To do
The required output is the exact run of lines below that opens at the line with "bytes.copy_from_slice(&digest);" and closes at the line with "pub fn new(payload: impl".

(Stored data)
┄┄┄┄┄┄┄┄┄┄┄┄┄┄┄┄┄┄┄┄
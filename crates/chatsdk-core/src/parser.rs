//! Frame fingerprinting, duplicate suppression and event decoding.
//!
//! The transport may hand the same frame over more than once. [`MessageParser`]
//! remembers the fingerprint of the last successfully decoded frame and answers
//! a repeat with the cached [`Event`] instead of decoding it again.

use std::time::SystemTime;

use serde::Deserialize;
use serde_json::Value;
use sha2::{Digest, Sha256};
use thiserror::Error;

use crate::types::{Event, ServerError, User};

/// SHA-256 of a frame payload.
#[derive(Debug, Clone, Copy, PartialEq, Eq, Hash)]
pub struct Fingerprint(pub [u8; 32]);

impl Fingerprint {
    pub fn of(payload: &str) -> Self {
        let digest = Sha256::digest(payload.as_bytes());
        let mut bytes = [0u8; 32];
        bytes.copy_from_slice(&digest);
        Self(bytes)
    }
}

/// One raw payload delivered by the transport.
#[derive(Debug, Clone, PartialEq, Eq)]
pub struct Frame {
    pub payload: String,
    pub fingerprint: Fingerprint,
    pub received_at: SystemTime,
}

impl Frame {
    pub fn new(payload: impl Into<String>) -> Self {
        let payload = payload.into();
        Self {
            fingerprint: Fingerprint::of(&payload),
            payload,
            received_at: SystemTime::now(),
        }
    }
}

/// Why a frame could not be decoded into an [`Event`].
#[derive(Debug, Clone, Error, PartialEq, Eq)]
pub enum DecodeError {
    /// Not a JSON object with a string `type` field.
    #[error("malformed frame: {0}")]
    Malformed(String),
    /// Known event type whose payload does not match its schema.
    #[error("invalid '{kind}' payload: {reason}")]
    InvalidPayload { kind: String, reason: String },
}

/// Decoding seam between raw payloads and typed events.
pub trait FrameDecoder {
    /// Decode the distinguished error envelope, `None` when the payload is not one.
    fn decode_error(&self, payload: &str) -> Option<ServerError>;

    /// Decode a domain event.
    fn decode_event(&self, payload: &str) -> Result<Event, DecodeError>;
}

/// JSON wire format used by the chat service.
///
/// Events are objects tagged by a string `type`; errors arrive as
/// `{"error": {"code": .., "message": .., "StatusCode": ..}}` without a `type`.
#[derive(Debug, Clone, Copy, Default)]
pub struct JsonFrameDecoder;

#[derive(Deserialize)]
struct ErrorEnvelope {
    error: ServerError,
}

#[derive(Deserialize)]
struct HealthCheckPayload {
    connection_id: String,
    #[serde(default)]
    me: Option<User>,
}

#[derive(Deserialize)]
struct MutesUpdatedPayload {
    me: User,
}

impl FrameDecoder for JsonFrameDecoder {
    fn decode_error(&self, payload: &str) -> Option<ServerError> {
        let value: Value = serde_json::from_str(payload).ok()?;
        if value.get("type").is_some() {
            return None;
        }
        serde_json::from_value::<ErrorEnvelope>(value)
            .ok()
            .map(|envelope| envelope.error)
    }

    fn decode_event(&self, payload: &str) -> Result<Event, DecodeError> {
        let value: Value =
            serde_json::from_str(payload).map_err(|err| DecodeError::Malformed(err.to_string()))?;
        let kind = value
            .get("type")
            .and_then(Value::as_str)
            .ok_or_else(|| DecodeError::Malformed("missing string 'type' field".to_owned()))?
            .to_owned();

        match kind.as_str() {
            "health.check" => {
                let body = HealthCheckPayload::deserialize(&value)
                    .map_err(|err| invalid_payload(&kind, err))?;
                Ok(Event::HealthCheck {
                    connection_id: body.connection_id,
                    me: body.me,
                })
            }
            "notification.mutes_updated" => {
                let body = MutesUpdatedPayload::deserialize(&value)
                    .map_err(|err| invalid_payload(&kind, err))?;
                Ok(Event::NotificationMutesUpdated { me: body.me })
            }
            _ => Ok(Event::Other {
                kind,
                payload: value,
            }),
        }
    }
}

fn invalid_payload(kind: &str, err: serde_json::Error) -> DecodeError {
    DecodeError::InvalidPayload {
        kind: kind.to_owned(),
        reason: err.to_string(),
    }
}

/// Result of feeding one frame to the parser.
#[derive(Debug, Clone, PartialEq, Eq)]
pub enum ParseOutcome {
    /// Newly decoded event.
    Event(Event),
    /// Same payload as the previous frame; cached event, decoder not invoked.
    Duplicate(Event),
    /// Server error envelope, recorded as the last JSON error.
    ServerError(ServerError),
    /// Neither an envelope nor a decodable event.
    Undecodable(DecodeError),
}

/// Deduplicating frame parser. One instance per session, owned by the state machine.
#[derive(Debug, Default)]
pub struct MessageParser<D = JsonFrameDecoder> {
    decoder: D,
    last: Option<(Fingerprint, Event)>,
    last_json_error: Option<ServerError>,
    consecutive_decode_failures: u32,
}

impl<D: FrameDecoder> MessageParser<D> {
    pub fn new(decoder: D) -> Self {
        Self {
            decoder,
            last: None,
            last_json_error: None,
            consecutive_decode_failures: 0,
        }
    }

    /// Decode a frame, returning the event when there is one.
    pub fn parse_message(&mut self, frame: &Frame) -> Option<Event> {
        match self.parse_frame(frame) {
            ParseOutcome::Event(event) | ParseOutcome::Duplicate(event) => Some(event),
            ParseOutcome::ServerError(_) | ParseOutcome::Undecodable(_) => None,
        }
    }

    pub fn parse_frame(&mut self, frame: &Frame) -> ParseOutcome {
        if let Some((fingerprint, event)) = &self.last
            && *fingerprint == frame.fingerprint
        {
            return ParseOutcome::Duplicate(event.clone());
        }

        if let Some(error) = self.decoder.decode_error(&frame.payload) {
            self.last = None;
            self.last_json_error = Some(error.clone());
            return ParseOutcome::ServerError(error);
        }

        match self.decoder.decode_event(&frame.payload) {
            Ok(event) => {
                self.last = Some((frame.fingerprint, event.clone()));
                self.consecutive_decode_failures = 0;
                ParseOutcome::Event(event)
            }
            Err(err) => {
                self.last = None;
                self.consecutive_decode_failures = self.consecutive_decode_failures.saturating_add(1);
                ParseOutcome::Undecodable(err)
            }
        }
    }

    pub fn last_json_error(&self) -> Option<&ServerError> {
        self.last_json_error.as_ref()
    }

    pub fn take_last_json_error(&mut self) -> Option<ServerError> {
        self.last_json_error.take()
    }

    pub fn consecutive_decode_failures(&self) -> u32 {
        self.consecutive_decode_failures
    }

    /// Forget everything learned from the previous connection.
    pub fn reset(&mut self) {
        self.last = None;
        self.last_json_error = None;
        self.consecutive_decode_failures = 0;
    }
}

#[cfg(test)]
mod tests {
    use std::{cell::Cell, rc::Rc};

    use super::*;

    #[derive(Clone, Default)]
    struct CountingDecoder {
        event_calls: Rc<Cell<u32>>,
    }

    impl FrameDecoder for CountingDecoder {
        fn decode_error(&self, payload: &str) -> Option<ServerError> {
            JsonFrameDecoder.decode_error(payload)
        }

        fn decode_event(&self, payload: &str) -> Result<Event, DecodeError> {
            self.event_calls.set(self.event_calls.get() + 1);
            JsonFrameDecoder.decode_event(payload)
        }
    }

    const HEALTH: &str =
        r#"{"type":"health.check","connection_id":"conn-1","me":{"id":"alice"}}"#;

    #[test]
    fn duplicate_frames_reuse_cached_event_without_decoding() {
        let decoder = CountingDecoder::default();
        let calls = Rc::clone(&decoder.event_calls);
        let mut parser = MessageParser::new(decoder);

        let first = parser.parse_message(&Frame::new(HEALTH)).expect("first decode");
        for _ in 0..4 {
            let again = parser.parse_frame(&Frame::new(HEALTH));
            assert_eq!(again, ParseOutcome::Duplicate(first.clone()));
        }
        assert_eq!(calls.get(), 1);
    }

    #[test]
    fn decodes_health_check_and_mutes_update() {
        let mut parser = MessageParser::new(JsonFrameDecoder);
        match parser.parse_message(&Frame::new(HEALTH)) {
            Some(Event::HealthCheck { connection_id, me }) => {
                assert_eq!(connection_id, "conn-1");
                assert_eq!(me.map(|user| user.id).as_deref(), Some("alice"));
            }
            other => panic!("unexpected event: {other:?}"),
        }

        let mutes = r#"{"type":"notification.mutes_updated","me":{"id":"alice","mutes":[{"target_id":"bob"}]}}"#;
        match parser.parse_message(&Frame::new(mutes)) {
            Some(Event::NotificationMutesUpdated { me }) => assert_eq!(me.mutes[0].target_id, "bob"),
            other => panic!("unexpected event: {other:?}"),
        }
    }

    #[test]
    fn unknown_event_types_are_kept_opaque() {
        let mut parser = MessageParser::new(JsonFrameDecoder);
        let event = parser
            .parse_message(&Frame::new(r#"{"type":"message.new","cid":"messaging:1"}"#))
            .expect("domain event");
        assert_eq!(event.kind(), "message.new");
    }

    #[test]
    fn error_envelope_is_recorded_and_clears_cache() {
        let decoder = CountingDecoder::default();
        let calls = Rc::clone(&decoder.event_calls);
        let mut parser = MessageParser::new(decoder);
        parser.parse_message(&Frame::new(HEALTH));

        let envelope = r#"{"error":{"code":40,"message":"token expired","StatusCode":401}}"#;
        assert_eq!(parser.parse_message(&Frame::new(envelope)), None);
        assert_eq!(parser.last_json_error().map(|err| err.code), Some(40));

        // cache was cleared, so the same health check is decoded again
        parser.parse_message(&Frame::new(HEALTH));
        assert_eq!(calls.get(), 2);
    }

    #[test]
    fn undecodable_frame_keeps_last_json_error_and_counts_failures() {
        let mut parser = MessageParser::new(JsonFrameDecoder);
        parser.parse_message(&Frame::new(r#"{"error":{"code":5,"message":"boom"}}"#));

        assert!(matches!(
            parser.parse_frame(&Frame::new("not json")),
            ParseOutcome::Undecodable(DecodeError::Malformed(_))
        ));
        assert!(matches!(
            parser.parse_frame(&Frame::new(r#"{"type":"health.check"}"#)),
            ParseOutcome::Undecodable(DecodeError::InvalidPayload { .. })
        ));
        assert_eq!(parser.consecutive_decode_failures(), 2);
        assert_eq!(parser.last_json_error().map(|err| err.code), Some(5));

        parser.parse_message(&Frame::new(HEALTH));
        assert_eq!(parser.consecutive_decode_failures(), 0);
    }

    #[test]
    fn object_with_type_and_error_fields_is_an_event() {
        let mut parser = MessageParser::new(JsonFrameDecoder);
        let outcome = parser.parse_frame(&Frame::new(
            r#"{"type":"message.new","error":{"code":1,"message":"x"}}"#,
        ));
        assert!(matches!(outcome, ParseOutcome::Event(_)));
        assert!(parser.last_json_error().is_none());
    }
}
┄┄┄┄┄┄┄┄┄┄┄┄┄┄┄┄┄┄┄┄
Written answer
        bytes.copy_from_slice(&digest);
        Self(bytes)
    }
}

/// One raw payload delivered by the transport.
#[derive(Debug, Clone, PartialEq, Eq)]
pub struct Frame {
    pub payload: String,
    pub fingerprint: Fingerprint,
    pub received_at: SystemTime,
}

impl Frame {
    pub fn new(payload: impl Into<String>) -> Self {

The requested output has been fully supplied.